Skip site navigation (1)Skip section navigation (2)
Date:      Thu, 22 Sep 2011 11:02:22 -0700
From:      Artem Belevich <art@freebsd.org>
To:        freebsd-fs@freebsd.org
Cc:        Andriy Gapon <avg@freebsd.org>
Subject:   bootloader block cache improvement
Message-ID:  <CAFqOu6hu%2Bx89utyjT=4BeDN%2BWNmZpzSFGkdxeXop_-bXeb4kbA@mail.gmail.com>

next in thread | raw e-mail | index | archive | help
Hi,

I've had ZFS-only box that boots off 8-drive raidz2 array. I've noticed
that on this machine it takes noticeably longer to load kernel and
modules than on a similar box that boots off 1-drive ZFS filesystem.

It turns out that block cache in loader only caches data from one disk
only and invalidates the cache as soon as we read from another
drive. With ZFS reading from multiple drives when filesystem is on a
raidz pool the cache was effectively useless in that scenario. I've got
literally 0 hits reported by bcachestat command.

The patch below modifies bootloader block cache so that it can cache
data from multiple drives simultaneously. That helped a bit.

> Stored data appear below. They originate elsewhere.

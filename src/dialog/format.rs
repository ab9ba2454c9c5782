use std::collections::BTreeMap;
use std::fmt;
use std::ops::Range;

use once_cell::sync::Lazy;
use regex::Regex;
use serde::{Deserialize, Serialize};
use time::Time;

use super::parse_dialog;

pub const PARAM_TIMESTAMP: &str = "timestamp";
pub const PARAM_ACTOR: &str = "actor";
pub const PARAM_NICKFLAG: &str = "nickflag";
pub const PARAM_NORMALIZED_NICK: &str = "normalized_nick";

#[derive(Debug, Clone, PartialEq, Eq, Serialize, Deserialize)]
#[serde(rename_all = "snake_case")]
pub enum ParamValue {
    Text(String),
    Time(Time),
}

impl ParamValue {
    pub fn as_text(&self) -> Option<&str> {
        match self {
            ParamValue::Text(value) => Some(value),
            ParamValue::Time(_) => None,
        }
    }

    pub fn as_time(&self) -> Option<Time> {
        match self {
            ParamValue::Time(value) => Some(*value),
            ParamValue::Text(_) => None,
        }
    }
}

impl fmt::Display for ParamValue {
    fn fmt(&self, f: &mut fmt::Formatter<'_>) -> fmt::Result {
        match self {
            ParamValue::Text(value) => f.write_str(value),
            ParamValue::Time(value) => write!(
                f,
                "{:02}:{:02}:{:02}",
                value.hour(),
                value.minute(),
                value.second()
            ),
        }
    }
}

pub type FormatParams = BTreeMap<String, ParamValue>;

/// One piece of leading metadata recognised on a line.
///
/// `start..end` is a byte range into the text the formatter saw, which is
/// the line's original text with every earlier match already cut out.
#[derive(Debug, Clone, PartialEq, Eq, Serialize, Deserialize)]
pub struct FormatMatch {
    pub formatter: String,
    pub start: usize,
    pub end: usize,
    pub params: FormatParams,
}

impl FormatMatch {
    pub fn new(formatter: &str, range: Range<usize>, params: FormatParams) -> Self {
        Self {
            formatter: formatter.to_string(),
            start: range.start,
            end: range.end,
            params,
        }
    }

    pub fn range(&self) -> Range<usize> {
        self.start..self.end
    }
}

pub trait LineFormatter: Send + Sync {
    fn name(&self) -> &'static str;

    /// Whether the formatter is retried on the same line after a match.
    fn multiple(&self) -> bool {
        false
    }

    fn match_line(&self, line: &str) -> Option<FormatMatch>;
}

/// Optional `[HH:MM]` / `(H:MM:SS)` prefix.
pub struct TimestampFormatter;

static TIMESTAMP_PATTERN: Lazy<Regex> = Lazy::new(|| {
    Regex::new(
        r"^\s*[\[(]?(?P<hour>[0-9]?[0-9]):(?P<minute>[0-9]{2})(?::(?P<second>[0-9]{2}))?[)\]]?\s*",
    )
    .expect("valid timestamp pattern")
});

impl LineFormatter for TimestampFormatter {
    fn name(&self) -> &'static str {
        "timestamp"
    }

    fn match_line(&self, line: &str) -> Option<FormatMatch> {
        let caps = TIMESTAMP_PATTERN.captures(line)?;
        let component = |name: &str| -> Option<u8> {
            caps.name(name)
                .map(|m| m.as_str().parse::<u8>().ok())
                .unwrap_or(Some(0))
        };
        let timestamp = Time::from_hms(
            component("hour")?,
            component("minute")?,
            component("second")?,
        )
        .ok()?;
        let whole = caps.get(0)?;
        let mut params = FormatParams::new();
        params.insert(PARAM_TIMESTAMP.to_string(), ParamValue::Time(timestamp));
        Some(FormatMatch::new(self.name(), whole.range(), params))
    }
}

/// Speaker prefix such as `<bob>`, `[@op]`, `(+voice)` or `alice:`.
pub struct NickFormatter;

static NICK_PATTERN: Lazy<Regex> = Lazy::new(|| {
    Regex::new(
        r"^\s*[\[<(]?(?P<nickflag>[\s@+])?(?P<nick>[\w`\[\]{}\\|-]+)[\]>):]+\s?",
    )
    .expect("valid nick pattern")
});

pub fn normalize_nick(nick: &str) -> String {
    nick.chars()
        .filter(|ch| ch.is_alphanumeric())
        .flat_map(char::to_lowercase)
        .collect()
}

impl LineFormatter for NickFormatter {
    fn name(&self) -> &'static str {
        "nick"
    }

    fn match_line(&self, line: &str) -> Option<FormatMatch> {
        let caps = NICK_PATTERN.captures(line)?;
        let nick = caps.name("nick")?.as_str();
        // a bare "12:" is a timestamp fragment, not a speaker
        if nick.chars().all(|ch| ch.is_ascii_digit()) {
            return None;
        }
        let mut params = FormatParams::new();
        params.insert(
            PARAM_NORMALIZED_NICK.to_string(),
            ParamValue::Text(normalize_nick(nick)),
        );
        params.insert(PARAM_ACTOR.to_string(), ParamValue::Text(nick.to_string()));
        if let Some(flag) = caps.name("nickflag") {
            params.insert(
                PARAM_NICKFLAG.to_string(),
                ParamValue::Text(flag.as_str().to_string()),
            );
        }
        let whole = caps.get(0)?;
        Some(FormatMatch::new(self.name(), whole.range(), params))
    }
}

/// Ordered chain of formatters applied to every logical line.
pub struct FormatterRegistry {
    formatters: Vec<Box<dyn LineFormatter>>,
}

impl FormatterRegistry {
    pub fn new(formatters: Vec<Box<dyn LineFormatter>>) -> Self {
        Self { formatters }
    }

    pub fn standard() -> Self {
        Self::new(vec![Box::new(TimestampFormatter), Box::new(NickFormatter)])
    }

    pub fn formatter_names(&self) -> Vec<&'static str> {
        self.formatters.iter().map(|f| f.name()).collect()
    }

    pub fn annotate(&self, line: &str) -> Vec<FormatMatch> {
        let mut working = line.to_string();
        let mut matches = Vec::new();
        for formatter in &self.formatters {
            while let Some(found) = formatter.match_line(&working) {
                let range = found.range();
                let consumed = !range.is_empty();
                if working.get(range.clone()).is_none() {
                    tracing::warn!(
                        formatter = formatter.name(),
                        ?range,
                        "formatter reported an invalid range, ignoring match"
                    );
                    break;
                }
                working.replace_range(range, "");
                matches.push(found);
                if !formatter.multiple() || !consumed {
                    break;
                }
            }
        }
        matches
    }

    pub fn build_line(&self, original: String, preserve_formatting: bool) -> Line {
        let matches = if preserve_formatting {
            Vec::new()
        } else {
            self.annotate(&original)
        };
        Line { original, matches }
    }

    pub fn parse(&self, dialog: &str, preserve_formatting: bool) -> Vec<Line> {
        parse_dialog(dialog)
            .map(|line| self.build_line(line, preserve_formatting))
            .collect()
    }
}

impl Default for FormatterRegistry {
    fn default() -> Self {
        Self::standard()
    }
}

#[derive(Debug, Clone, PartialEq, Eq, Serialize, Deserialize)]
pub struct Line {
    pub original: String,
    pub matches: Vec<FormatMatch>,
}

impl Line {
    pub fn render(&self) -> RenderedLine {
        let mut text = self.original.clone();
        let mut params = FormatParams::new();
        for found in &self.matches {
            if text.get(found.range()).is_some() {
                text.replace_range(found.range(), "");
            }
            params.extend(found.params.clone());
        }
        RenderedLine { text, params }
    }

    pub fn normalized_nick(&self) -> Option<&str> {
        self.matches
            .iter()
            .find_map(|found| found.params.get(PARAM_NORMALIZED_NICK))
            .and_then(ParamValue::as_text)
    }
}

#[derive(Debug, Clone, PartialEq, Eq, Serialize)]
pub struct RenderedLine {
    pub text: String,
    pub params: FormatParams,
}

impl RenderedLine {
    fn text_param(&self, name: &str) -> Option<&str> {
        self.params.get(name).and_then(ParamValue::as_text)
    }

    pub fn actor(&self) -> Option<&str> {
        self.text_param(PARAM_ACTOR)
    }

    pub fn normalized_nick(&self) -> Option<&str> {
        self.text_param(PARAM_NORMALIZED_NICK)
    }

    pub fn timestamp(&self) -> Option<Time> {
        self.params.get(PARAM_TIMESTAMP).and_then(ParamValue::as_time)
    }
}

#[cfg(test)]
mod tests {
    use super::*;
    use time::macros::time;

    #[test]
    fn nick_formatter_strips_angle_bracket_speaker() {
        let registry = FormatterRegistry::standard();
        let line = registry.build_line("<bob> hello".to_string(), false);
        let rendered = line.render();
        assert_eq!(rendered.text, "hello");
        assert_eq!(rendered.actor(), Some("bob"));
        assert_eq!(rendered.normalized_nick(), Some("bob"));
        assert_eq!(line.matches.len(), 1);
        assert_eq!(line.matches[0].range(), 0..6);
    }

    #[test]
    fn nick_formatter_rejects_all_digit_nicks() {
        assert!(NickFormatter.match_line("<123> hi").is_none());
        assert!(NickFormatter.match_line("12: hi").is_none());
    }

    #[test]
    fn nick_formatter_captures_flag_and_normalizes() {
        let found = NickFormatter.match_line("<@Cool_Guy|away> yo").expect("nick match");
        assert_eq!(found.params[PARAM_NICKFLAG], ParamValue::Text("@".into()));
        assert_eq!(
            found.params[PARAM_ACTOR],
            ParamValue::Text("Cool_Guy|away".into())
        );
        assert_eq!(
            found.params[PARAM_NORMALIZED_NICK],
            ParamValue::Text("coolguyaway".into())
        );
        assert_eq!(found.range(), 0..17);
    }

    #[test]
    fn nick_formatter_accepts_colon_and_square_brackets() {
        let found = NickFormatter.match_line("alice: sure").expect("colon nick");
        assert_eq!(found.params[PARAM_ACTOR], ParamValue::Text("alice".into()));
        let found = NickFormatter.match_line("[bob] right").expect("bracket nick");
        assert_eq!(found.params[PARAM_ACTOR], ParamValue::Text("bob".into()));
        assert!(NickFormatter.match_line("just talking here").is_none());
    }

    #[test]
    fn timestamp_formatter_reads_optional_seconds() {
        let found = TimestampFormatter
            .match_line("[12:34:56] <bob> hi")
            .expect("timestamp");
        assert_eq!(
            found.params[PARAM_TIMESTAMP],
            ParamValue::Time(time!(12:34:56))
        );
        assert_eq!(found.range(), 0..11);

        let found = TimestampFormatter.match_line("9:05 hi").expect("short timestamp");
        assert_eq!(found.params[PARAM_TIMESTAMP], ParamValue::Time(time!(9:05)));
    }

    #[test]
    fn timestamp_formatter_ignores_impossible_times() {
        assert!(TimestampFormatter.match_line("[27:99] hi").is_none());
        assert!(TimestampFormatter.match_line("hi at 12:30").is_none());
    }

    #[test]
    fn registry_runs_timestamp_before_nick() {
        let registry = FormatterRegistry::standard();
        assert_eq!(registry.formatter_names(), vec!["timestamp", "nick"]);
        let line = registry.build_line("(08:15) <+amy> morning all".to_string(), false);
        let rendered = line.render();
        assert_eq!(rendered.text, "morning all");
        assert_eq!(rendered.timestamp(), Some(time!(8:15)));
        assert_eq!(rendered.actor(), Some("amy"));
        assert_eq!(line.normalized_nick(), Some("amy"));
        // the nick range is relative to the text left after the timestamp cut
        assert_eq!(line.matches[1].range(), 0..7);
    }

    #[test]
    fn preserve_formatting_bypasses_the_chain() {
        let registry = FormatterRegistry::standard();
        let line = registry.build_line("[10:00] <bob> raw".to_string(), true);
        assert!(line.matches.is_empty());
        let rendered = line.render();
        assert_eq!(rendered.text, "[10:00] <bob> raw");
        assert!(rendered.params.is_empty());
    }

    struct Hashtag;

    impl LineFormatter for Hashtag {
        fn name(&self) -> &'static str {
            "hashtag"
        }

        fn multiple(&self) -> bool {
            true
        }

        fn match_line(&self, line: &str) -> Option<FormatMatch> {
            let start = line.find('#')?;
            let end = line[start..]
                .find(' ')
                .map(|offset| start + offset + 1)
                .unwrap_or(line.len());
            let mut params = FormatParams::new();
            params.insert(
                format!("tag{start}"),
                ParamValue::Text(line[start..end].trim().to_string()),
            );
            Some(FormatMatch::new("hashtag", start..end, params))
        }
    }

    #[test]
    fn multiple_formatters_rerun_on_the_remaining_text() {
        let registry = FormatterRegistry::new(vec![Box::new(Hashtag), Box::new(NickFormatter)]);
        let line = registry.build_line("#a #b <bob> hey".to_string(), false);
        assert_eq!(line.matches.len(), 3);
        assert_eq!(line.render().text, "hey");
    }

    #[test]
    fn lines_survive_json_storage() -> anyhow::Result<()> {
        let registry = FormatterRegistry::standard();
        let lines = registry.parse("[1:02] <bob> hi\n<amy> hello", false);
        let json = serde_json::to_string(&lines)?;
        let back: Vec<Line> = serde_json::from_str(&json)?;
        assert_eq!(back, lines);
        Ok(())
    }
}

Another issue is the size of the cache. Currently it's set at 32
512-byte blocks. While it may be enough to cache frequently used data on
UFS, it seems to be way too small for ZFS. On my machine the sweet spot
seems to be just below 256. Setting it to 256 resulted in sharp increase
of cache misses, probably because single 128K record (default on ZFS)
would evict all other data from cache. In the end I've settled on 192
blocks which resulted in about 90% hit rate.

Here's the data from 'bcachestat' command in the loader on 3-disk raidz:

 |  cache size |  ops | bypass | hits  | misses |
 |-------------+------+--------+-------+--------|
 | 32(w/patch) | 6541 |    287 | 6988  | ~15K   |
 |         128 | 6541 |    281 | ~15K  | 7560   |
 |         192 | 6541 |    281 | 12883 | 1394   |
 |         256 | 6541 |     15 | ~19K  | ~37K   |

Attached is the patch with the changes.

If the changes are acceptable, I'd like to eventually MFC them to
8-stable, too.

--Artem


================================================================

---
 sys/boot/common/bcache.c    |   50 ++++++++++++++++++++++---------------------
 sys/boot/i386/loader/main.c |    5 +++-
 2 files changed, 29 insertions(+), 26 deletions(-)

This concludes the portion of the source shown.